DUTCH BOOK (ARGUMENT) in subjective probability theory. The term entered circulation in the 1950s. R. Sherman Lehman explains the term, "If a bettor is quite foolish in the choice of the rates at which he will bet, an opponent can win money from him no matter what happens. The phenomenon is well known to professional bettors--especially bookmakers ... Such a losing book is known by them as a ‘dutch book.’ Our investigations are thus concerned with necessary and sufficient conditions that a book not be ‘dutch.’" ("On Confirmation and Rational Betting," Journal of Symbolic Logic, 20, (1955), p. 251.)

The classic use of the Dutch book argument to obtain the properties of subjective odds is B. De Finetti’s "La prévision: ses lois logiques, ses sources subjectives," Annales de l'Institute Henri Poincaré, 7, (1937) 1-68. The term "Dutch book," however, is not used.

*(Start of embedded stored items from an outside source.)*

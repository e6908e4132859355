//! Error types for the session layer.

use roomgate_protocol::{PlayerId, RoomId, SessionId, SessionLifecycleState};

use crate::Access;

/// Errors that can occur while creating, reading, or writing sessions.
#[derive(Debug, thiserror::Error)]
pub enum SessionError {
    /// No session with this ID is registered on this host.
    #[error("session {0} not found")]
    NotFound(SessionId),

    /// A session with this ID already exists; creation is one-shot.
    #[error("session {0} already exists")]
    AlreadyExists(SessionId),

    /// The access was attempted outside the window that permits it.
    #[error("{access} forbidden for session {session_id} in the current window")]
    WindowForbidden { session_id: SessionId, access: Access },

    /// The session's lifecycle state doesn't allow this operation.
    #[error("session {session_id} is {state}, cannot {operation}")]
    InvalidState {
        session_id: SessionId,
        state: SessionLifecycleState,
        operation: &'static str,
    },

    /// The player isn't part of this session's roster.
    #[error("player {0} is not in session {1}")]
    PlayerNotFound(PlayerId, SessionId),

    /// The room broker reports that the room doesn't exist.
    #[error("room {0} not found on the room broker")]
    RoomNotFound(RoomId),

    /// The room broker couldn't be reached or didn't answer in time.
    #[error("room broker unavailable: {0}")]
    UpstreamUnavailable(String),

    /// A configuration value is out of range.
    #[error("invalid session config: {0}")]
    InvalidConfig(String),
}
//! Session host placement.
//!
//! When a room starts, the broker must name a session host that will run
//! the match. Which host is a placement decision outside the room
//! registry, so it sits behind the [`HostDirectory`] trait.

use roomgate_protocol::{RoomId, SessionHost};

/// Picks a reachable session host for a room that is starting.
pub trait HostDirectory: Send + Sync + 'static {
    /// Returns the host that should run `room_id`'s session.
    fn assign(&self, room_id: &RoomId) -> SessionHost;
}

/// Sends every room to the same session host.
#[derive(Debug, Clone)]
pub struct FixedHostDirectory {
    host: SessionHost,
}

impl FixedHostDirectory {
    pub fn new(host: impl Into<String>, port: u16) -> Self {
        Self {
            host: SessionHost {
                host: host.into(),
                port,
            },
        }
    }
}

impl Default for FixedHostDirectory {
    fn default() -> Self {
        Self::new("127.0.0.1", 8333)
    }
}

impl HostDirectory for FixedHostDirectory {
    fn assign(&self, _room_id: &RoomId) -> SessionHost {
        self.host.clone()
    }
}

#[cfg(test)]
mod tests {
    use super::*;

    #[test]
    fn test_fixed_directory_assigns_same_host_to_every_room() {
        let dir = FixedHostDirectory::new("10.1.2.3", 9000);
        let a = dir.assign(&RoomId::from(1));
        let b = dir.assign(&RoomId::from(2));
        assert_eq!(a, b);
        assert_eq!(a.to_string(), "10.1.2.3:9000");
    }
}
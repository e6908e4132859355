//! A single pre-match room.

use std::collections::HashMap;

use roomgate_protocol::{
    PlayerId, ReadinessState, RoomId, RoomLifecycleState, RoomMember,
    RoomSnapshot, SessionAssignment,
};

use crate::RoomError;

/// Lobby state for one room.
///
/// Invariant: the owner always has a readiness entry. Nothing removes
/// entries, so seeding it in [`Room::new`] is enough.
#[derive(Debug, Clone)]
pub struct Room {
    id: RoomId,
    map_id: String,
    capacity: u32,
    owner: PlayerId,
    readiness: HashMap<PlayerId, ReadinessState>,
    state: RoomLifecycleState,
    assignment: Option<SessionAssignment>,
}

impl Room {
    /// Opens a room in `Waiting` with the owner seated as `Unready`.
    pub fn new(id: RoomId, owner: PlayerId, map_id: String, capacity: u32) -> Self {
        let mut readiness = HashMap::new();
        readiness.insert(owner.clone(), ReadinessState::Unready);
        Self {
            id,
            map_id,
            capacity,
            owner,
            readiness,
            state: RoomLifecycleState::Waiting,
            assignment: None,
        }
    }

    pub fn id(&self) -> &RoomId {
        &self.id
    }

    pub fn owner(&self) -> &PlayerId {
        &self.owner
    }

    pub fn state(&self) -> RoomLifecycleState {
        self.state
    }

    pub fn assignment(&self) -> Option<&SessionAssignment> {
        self.assignment.as_ref()
    }

    pub fn member_count(&self) -> usize {
        self.readiness.len()
    }

    pub fn readiness(&self, player: &PlayerId) -> Option<ReadinessState> {
        self.readiness.get(player).copied()
    }

    /// Seats a new player as `Unready`.
    ///
    /// Capacity is deliberately not consulted.
    pub(crate) fn admit(&mut self, player: PlayerId) -> Result<(), RoomError> {
        if !self.state.is_joinable() {
            return Err(self.invalid_state("join"));
        }
        if self.readiness.contains_key(&player) {
            return Err(RoomError::AlreadyMember(player, self.id.clone()));
        }
        self.readiness.insert(player, ReadinessState::Unready);
        Ok(())
    }

    pub(crate) fn set_readiness(
        &mut self,
        player: &PlayerId,
        state: ReadinessState,
    ) -> Result<(), RoomError> {
        match self.readiness.get_mut(player) {
            Some(slot) => {
                *slot = state;
                Ok(())
            }
            None => Err(RoomError::NotMember(player.clone(), self.id.clone())),
        }
    }

    /// Moves the room to `Loading` and records where its session runs.
    ///
    /// Only ownership is checked; membership and readiness never gate a
    /// start. A second start while `Loading` keeps the first assignment,
    /// so the derived session ID stays stable.
    pub(crate) fn start(
        &mut self,
        requester: &PlayerId,
        assign: impl FnOnce(&RoomId) -> SessionAssignment,
    ) -> Result<SessionAssignment, RoomError> {
        if *requester != self.owner {
            return Err(RoomError::PermissionDenied {
                player: requester.clone(),
                room_id: self.id.clone(),
            });
        }
        match (self.state, &self.assignment) {
            (RoomLifecycleState::Loading, Some(existing)) => Ok(existing.clone()),
            (RoomLifecycleState::InGame, _) => Err(self.invalid_state("start")),
            _ => {
                let assignment = assign(&self.id);
                self.state = RoomLifecycleState::Loading;
                self.assignment = Some(assignment.clone());
                Ok(assignment)
            }
        }
    }

    pub fn snapshot(&self) -> RoomSnapshot {
        let mut members: Vec<RoomMember> = self
            .readiness
            .iter()
            .map(|(player_id, state)| RoomMember {
                player_id: player_id.clone(),
                state: *state,
            })
            .collect();
        members.sort_by(|a, b| a.player_id.cmp(&b.player_id));

        RoomSnapshot {
            room_id: self.id.clone(),
            map_id: self.map_id.clone(),
            capacity: self.capacity,
            owner: self.owner.clone(),
            state: self.state,
            members,
            assignment: self.assignment.clone(),
        }
    }

    fn invalid_state(&self, operation: &'static str) -> RoomError {
        RoomError::InvalidState {
            room_id: self.id.clone(),
            state: self.state,
            operation,
        }
    }
}
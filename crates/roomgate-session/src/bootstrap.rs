//! Bootstrap: turning a started room into a live session.
//!
//! The session host doesn't know who is in a match until it asks the
//! room broker. [`BootstrapCoordinator`] runs that exchange exactly once
//! per session:
//!
//! ```text
//! CreateGameWithInstance
//!   ├─ lock → reserve placeholder (Loading) → unlock
//!   ├─ GetRoomState on the broker, bounded by upstream_timeout
//!   └─ lock → hydrate roster (Playing)  |  drop placeholder → unlock
//! ```
//!
//! The registry lock is never held across the network call.

use std::future::Future;
use std::time::Instant;

use roomgate_protocol::{RoomId, RoomSnapshot, SessionId};
use tokio::sync::Mutex;

use crate::{BootstrapConfig, SessionError, SessionRegistry};

/// Where a session host fetches the authoritative room roster from.
///
/// In production this is an RPC client for the room broker; tests plug in
/// an in-memory table.
pub trait RoomStateSource: Send + Sync + 'static {
    /// Fetches the room's current snapshot.
    ///
    /// # Returns
    /// - `Err(SessionError::RoomNotFound)` — the broker has no such room
    /// - `Err(SessionError::UpstreamUnavailable)` — the broker couldn't
    ///   be reached
    fn fetch_room(
        &self,
        room_id: &RoomId,
    ) -> impl Future<Output = Result<RoomSnapshot, SessionError>> + Send;
}

/// Runs the one-shot hydration of new sessions.
pub struct BootstrapCoordinator<S: RoomStateSource> {
    source: S,
    config: BootstrapConfig,
}

impl<S: RoomStateSource> BootstrapCoordinator<S> {
    pub fn new(source: S, config: BootstrapConfig) -> Self {
        Self { source, config }
    }

    /// Fetches a room's roster from the broker within the deadline.
    ///
    /// # Errors
    /// [`SessionError::UpstreamUnavailable`] on timeout, plus whatever the
    /// source reports.
    pub async fn fetch(&self, room_id: &RoomId) -> Result<RoomSnapshot, SessionError> {
        let deadline = self.config.upstream_timeout;
        match tokio::time::timeout(deadline, self.source.fetch_room(room_id)).await {
            Ok(result) => result,
            Err(_) => Err(SessionError::UpstreamUnavailable(format!(
                "GetRoomState for room {room_id} timed out after {deadline:?}"
            ))),
        }
    }

    /// Creates and hydrates `session_id` from `room_id`'s membership.
    ///
    /// On any failure after the placeholder was registered, the
    /// placeholder is removed again so the caller may retry.
    ///
    /// # Errors
    /// - [`SessionError::AlreadyExists`] — checked before contacting
    ///   the broker
    /// - [`SessionError::RoomNotFound`] / [`SessionError::UpstreamUnavailable`]
    ///   — from the broker round trip
    pub async fn create_session(
        &self,
        sessions: &Mutex<SessionRegistry>,
        session_id: SessionId,
        room_id: RoomId,
    ) -> Result<(), SessionError> {
        sessions
            .lock()
            .await
            .reserve(session_id.clone(), room_id.clone(), Instant::now())?;

        let fetched = self.fetch(&room_id).await;

        let mut registry = sessions.lock().await;
        let result = match fetched {
            Ok(room) => registry.hydrate(&session_id, &room, Instant::now()),
            Err(e) => Err(e),
        };
        if let Err(e) = &result {
            registry.abandon(&session_id);
            tracing::warn!(%session_id, %room_id, error = %e, "session bootstrap failed");
        }
        result
    }

    pub fn source(&self) -> &S {
        &self.source
    }
}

DYAD. The Greek word dyad is found in Euclid in Proposition 36 of Book IX and in Nichomachus’ Introduction to Arithmetic (Book I, Chapter VII) [Mary Townsend].

The term was used in chemistry in the 19th century, referring to an element of valence 2, such as oxygen. The term is used in crystallography in 1899. [Google print searches, James A. Landau]

In the sense of a mathematical operator, dyad was used in 1884 by Josiah Willard Gibbs (1839-1903) in his Elements of Vector Analysis.